*Your instructions:*
Look through the data and write out every line with the word "crate" in it.

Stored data
──────

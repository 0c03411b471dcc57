//! Menu items
//!
//! Every entry of a menu is an [`Item`]. The set of kinds is closed: actions,
//! number-like values ([`Number`], [`Bool`], [`List`], [`Char`],
//! [`WaveformList`], plus the `Percentage` and `Time` flavours of [`Number`])
//! and [`Group`]s of further items.
//!
//! Operations that change state return `true` when something visible changed,
//! so the caller knows when to redraw.
//!
//! ## Example
//!
//! ```
//! use synthmenu::{Bool, Item, Title, Value};
//!
//! let mut item = Item::from(Bool::new(Title::kind()));
//! assert_eq!(item.title(), "Bool");
//! assert_eq!(item.label(), "Off");
//!
//! assert!(item.increment());
//! assert_eq!(item.value(), Value::Bool(true));
//! assert_eq!(item.label(), "On");
//! ```

mod action;
mod group;
mod number;
mod options;

pub use action::{Action, ActionHandler};
pub use group::{Group, GroupKind};
pub use number::{Number, NumberBuilder};
pub use options::{Bool, CHARACTERS, Char, List, Shape, WaveformList};

pub(crate) use number::round;

use alloc::{boxed::Box, format, string::String, vec::Vec};

use crate::data::Data;

/// Callback invoked with the new value whenever an item changes
pub type UpdateHandler = Box<dyn FnMut(&Value)>;

/// Item title, either fixed text or derived from the item itself
#[derive(Clone, Debug)]
pub enum Title {
    /// Fixed text
    Fixed(String),
    /// Computed on demand from the item
    Computed(fn(&Item) -> String),
}

impl Title {
    /// Title showing the kind of the item, e.g. `"Number"` or `"ADSREnvelope"`
    pub fn kind() -> Self {
        Self::Computed(|item| String::from(item.kind_name()))
    }
}

impl From<&str> for Title {
    fn from(title: &str) -> Self {
        Self::Fixed(String::from(title))
    }
}

impl From<String> for Title {
    fn from(title: String) -> Self {
        Self::Fixed(title)
    }
}

/// Dynamic item value
#[derive(Clone, Debug, PartialEq)]
pub enum Value {
    /// Items without a value (actions)
    None,
    /// Numeric value, in display units
    Number(f32),
    /// Boolean value
    Bool(bool),
    /// Single character
    Char(char),
    /// Text value of a string editor
    Text(String),
    /// Values of the children of a group, in order
    Tuple(Vec<Value>),
}

/// Outcome of selecting an item
#[derive(Clone, Copy, Debug, PartialEq, Eq)]
pub enum Selection {
    /// The item becomes the selected item of the menu
    Enter,
    /// The item ran its action and the selection stays where it is
    Activated,
    /// The item asks the menu to go back one level
    Exit,
    /// The item can't be selected
    Rejected,
}

/// A single menu entry
#[derive(Debug)]
pub enum Item {
    /// Selectable action
    Action(Action),
    /// Plain number
    Number(Number),
    /// On/off switch
    Bool(Bool),
    /// Number between 0 and 1 shown as a percentage
    Percentage(Number),
    /// Duration in seconds
    Time(Number),
    /// Choice from a list of labels
    List(List),
    /// Single character
    Char(Char),
    /// Choice from a list of waveform shapes
    WaveformList(WaveformList),
    /// Group of items
    Group(Group),
}

impl Item {
    /// Percentage item with default settings
    pub fn percentage(title: impl Into<Title>) -> Self {
        Self::Percentage(Number::percentage(title).assemble())
    }

    /// Time item with default settings
    pub fn time(title: impl Into<Title>) -> Self {
        Self::Time(Number::time(title).assemble())
    }

    /// Resolved title of the item
    pub fn title(&self) -> String {
        match self.title_spec() {
            Title::Fixed(title) => title.clone(),
            Title::Computed(compute) => compute(self),
        }
    }

    fn title_spec(&self) -> &Title {
        match self {
            Self::Action(action) => action.title(),
            Self::Group(group) => group.title(),
            Self::Number(number) | Self::Percentage(number) | Self::Time(number) => {
                number.title()
            }
            Self::Bool(item) => item.number().title(),
            Self::List(item) => item.number().title(),
            Self::Char(item) => item.number().title(),
            Self::WaveformList(item) => item.number().title(),
        }
    }

    /// Name of the item kind
    pub fn kind_name(&self) -> &'static str {
        match self {
            Self::Action(_) => "Action",
            Self::Number(_) => "Number",
            Self::Bool(_) => "Bool",
            Self::Percentage(_) => "Percentage",
            Self::Time(_) => "Time",
            Self::List(_) => "List",
            Self::Char(_) => "Char",
            Self::WaveformList(_) => "WaveformList",
            Self::Group(group) => group.kind().name(),
        }
    }

    /// Text shown next to the title
    pub fn label(&self) -> String {
        match self {
            Self::Action(_) => String::new(),
            Self::Number(number) | Self::Time(number) => number.label(),
            Self::Percentage(number) => format!("{}%", round(number.value() * 100.0)),
            Self::Bool(item) => String::from(item.label()),
            Self::List(item) => String::from(item.label()),
            Self::Char(item) => item.label(),
            Self::WaveformList(item) => String::from(item.label()),
            Self::Group(group) => group.label(),
        }
    }

    /// Current value
    pub fn value(&self) -> Value {
        match self {
            Self::Action(_) => Value::None,
            Self::Number(number) | Self::Percentage(number) | Self::Time(number) => {
                Value::Number(number.value())
            }
            Self::Bool(item) => Value::Bool(item.is_on()),
            Self::List(item) => Value::Number(item.index() as f32),
            Self::Char(item) => Value::Char(item.character()),
            Self::WaveformList(item) => Value::Number(item.index() as f32),
            Self::Group(group) => group.value(),
        }
    }

    /// Assign a value
    ///
    /// Values of the wrong shape are ignored. Numbers are clamped to their
    /// range.
    pub fn set_value(&mut self, value: &Value) {
        let changed = match (&mut *self, value) {
            (Self::Action(_), _) => false,
            (Self::Group(group), value) => group.set_value(value),
            (Self::Bool(item), Value::Bool(on)) => item.set(*on),
            (Self::Bool(item), Value::Number(number)) => item.set(*number != 0.0),
            (Self::Char(item), Value::Char(character)) => item.set_char(*character),
            (Self::Char(item), Value::Text(text)) => {
                text.chars().next().is_some_and(|c| item.set_char(c))
            }
            (Self::Char(item), Value::Number(index)) => item.set_index(round(*index)),
            (Self::List(item), Value::Number(index)) => item.select(round(*index)),
            (Self::WaveformList(item), Value::Number(index)) => item.select(round(*index)),
            (
                Self::Number(number) | Self::Percentage(number) | Self::Time(number),
                Value::Number(value),
            ) => number.set_value(*value),
            _ => false,
        };
        if changed {
            self.notify();
        }
    }

    /// Persisted state, `None` for items without state
    pub fn data(&self) -> Option<Data> {
        match self {
            Self::Action(_) => None,
            Self::Group(group) => Some(group.data()),
            _ => self.as_number().map(|number| Data::Number(number.raw())),
        }
    }

    /// Restore persisted state
    pub fn set_data(&mut self, data: &Data) {
        let changed = match (&mut *self, data) {
            (Self::Group(group), data) => group.set_data(data) && group.kind() == GroupKind::Text,
            (Self::Char(item), Data::Number(index)) => item.set_index(round(*index)),
            (Self::Bool(item), Data::Number(raw)) => item.set(*raw != 0.0),
            (Self::List(item), Data::Number(index)) => item.select(round(*index)),
            (Self::WaveformList(item), Data::Number(index)) => item.select(round(*index)),
            (
                Self::Number(number) | Self::Percentage(number) | Self::Time(number),
                Data::Number(raw),
            ) => number.set_raw(*raw),
            _ => false,
        };
        if changed {
            self.notify();
        }
    }

    /// Run the selection behaviour of the item
    ///
    /// Empty groups can't be entered.
    pub fn select(&mut self) -> Selection {
        match self {
            Self::Action(action) => action.select(),
            Self::Group(group) if group.is_empty() => Selection::Rejected,
            _ => Selection::Enter,
        }
    }

    /// Move the cursor of a group, `false` for every other item
    pub fn navigate(&mut self, delta: i32) -> bool {
        match self {
            Self::Group(group) => group.navigate(delta),
            _ => false,
        }
    }

    /// Move the cursor of a group back by one
    pub fn previous(&mut self) -> bool {
        self.navigate(-1)
    }

    /// Move the cursor of a group forward by one
    pub fn next(&mut self) -> bool {
        self.navigate(1)
    }

    /// Step the value up
    pub fn increment(&mut self) -> bool {
        if let Self::Group(group) = self {
            return group.increment();
        }
        let changed = self.as_number_mut().is_some_and(|number| number.increment());
        if changed {
            self.notify();
        }
        changed
    }

    /// Step the value down
    pub fn decrement(&mut self) -> bool {
        if let Self::Group(group) = self {
            return group.decrement();
        }
        let changed = self.as_number_mut().is_some_and(|number| number.decrement());
        if changed {
            self.notify();
        }
        changed
    }

    /// Restore the default value (for groups: of the current child)
    pub fn reset(&mut self) -> bool {
        if let Self::Group(group) = self {
            return group.reset();
        }
        let changed = self.as_number_mut().is_some_and(|number| number.reset());
        if changed {
            self.notify();
        }
        changed
    }

    /// Restore the default value of this item and every descendant
    pub fn reset_all(&mut self) -> bool {
        match self {
            Self::Group(group) => group.reset_all(),
            _ => self.reset(),
        }
    }

    /// Install an update handler
    ///
    /// Actions have no value and ignore the handler.
    pub fn with_update_handler(mut self, handler: impl FnMut(&Value) + 'static) -> Self {
        let handler: UpdateHandler = Box::new(handler);
        if let Self::Group(group) = &mut self {
            group.set_update_handler(handler);
        } else if let Some(number) = self.as_number_mut() {
            number.set_update_handler(handler);
        }
        self
    }

    /// Whether the item is a group
    pub fn is_group(&self) -> bool {
        matches!(self, Self::Group(_))
    }

    /// The item as a group
    pub fn as_group(&self) -> Option<&Group> {
        match self {
            Self::Group(group) => Some(group),
            _ => None,
        }
    }

    /// The item as a mutable group
    pub fn as_group_mut(&mut self) -> Option<&mut Group> {
        match self {
            Self::Group(group) => Some(group),
            _ => None,
        }
    }

    /// Numeric core of number-like items
    pub fn as_number(&self) -> Option<&Number> {
        match self {
            Self::Number(number) | Self::Percentage(number) | Self::Time(number) => Some(number),
            Self::Bool(item) => Some(item.number()),
            Self::List(item) => Some(item.number()),
            Self::Char(item) => Some(item.number()),
            Self::WaveformList(item) => Some(item.number()),
            Self::Action(_) | Self::Group(_) => None,
        }
    }

    fn as_number_mut(&mut self) -> Option<&mut Number> {
        match self {
            Self::Number(number) | Self::Percentage(number) | Self::Time(number) => Some(number),
            Self::Bool(item) => Some(item.number_mut()),
            Self::List(item) => Some(item.number_mut()),
            Self::Char(item) => Some(item.number_mut()),
            Self::WaveformList(item) => Some(item.number_mut()),
            Self::Action(_) | Self::Group(_) => None,
        }
    }

    fn notify(&mut self) {
        let value = self.value();
        let handler = match self {
            Self::Action(_) => None,
            Self::Group(group) => group.handler_mut(),
            Self::Number(number) | Self::Percentage(number) | Self::Time(number) => {
                number.handler_mut()
            }
            Self::Bool(item) => item.number_mut().handler_mut(),
            Self::List(item) => item.number_mut().handler_mut(),
            Self::Char(item) => item.number_mut().handler_mut(),
            Self::WaveformList(item) => item.number_mut().handler_mut(),
        };
        if let Some(handler) = handler {
            handler(&value);
        }
    }
}

impl From<Action> for Item {
    fn from(action: Action) -> Self {
        Self::Action(action)
    }
}

impl From<Number> for Item {
    fn from(number: Number) -> Self {
        Self::Number(number)
    }
}

impl From<Bool> for Item {
    fn from(item: Bool) -> Self {
        Self::Bool(item)
    }
}

impl From<List> for Item {
    fn from(item: List) -> Self {
        Self::List(item)
    }
}

impl From<Char> for Item {
    fn from(item: Char) -> Self {
        Self::Char(item)
    }
}

impl From<WaveformList> for Item {
    fn from(item: WaveformList) -> Self {
        Self::WaveformList(item)
    }
}

impl From<Group> for Item {
    fn from(group: Group) -> Self {
        Self::Group(group)
    }
}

──────

*Answer section:*
pub(crate) use number::round;
use crate::data::Data;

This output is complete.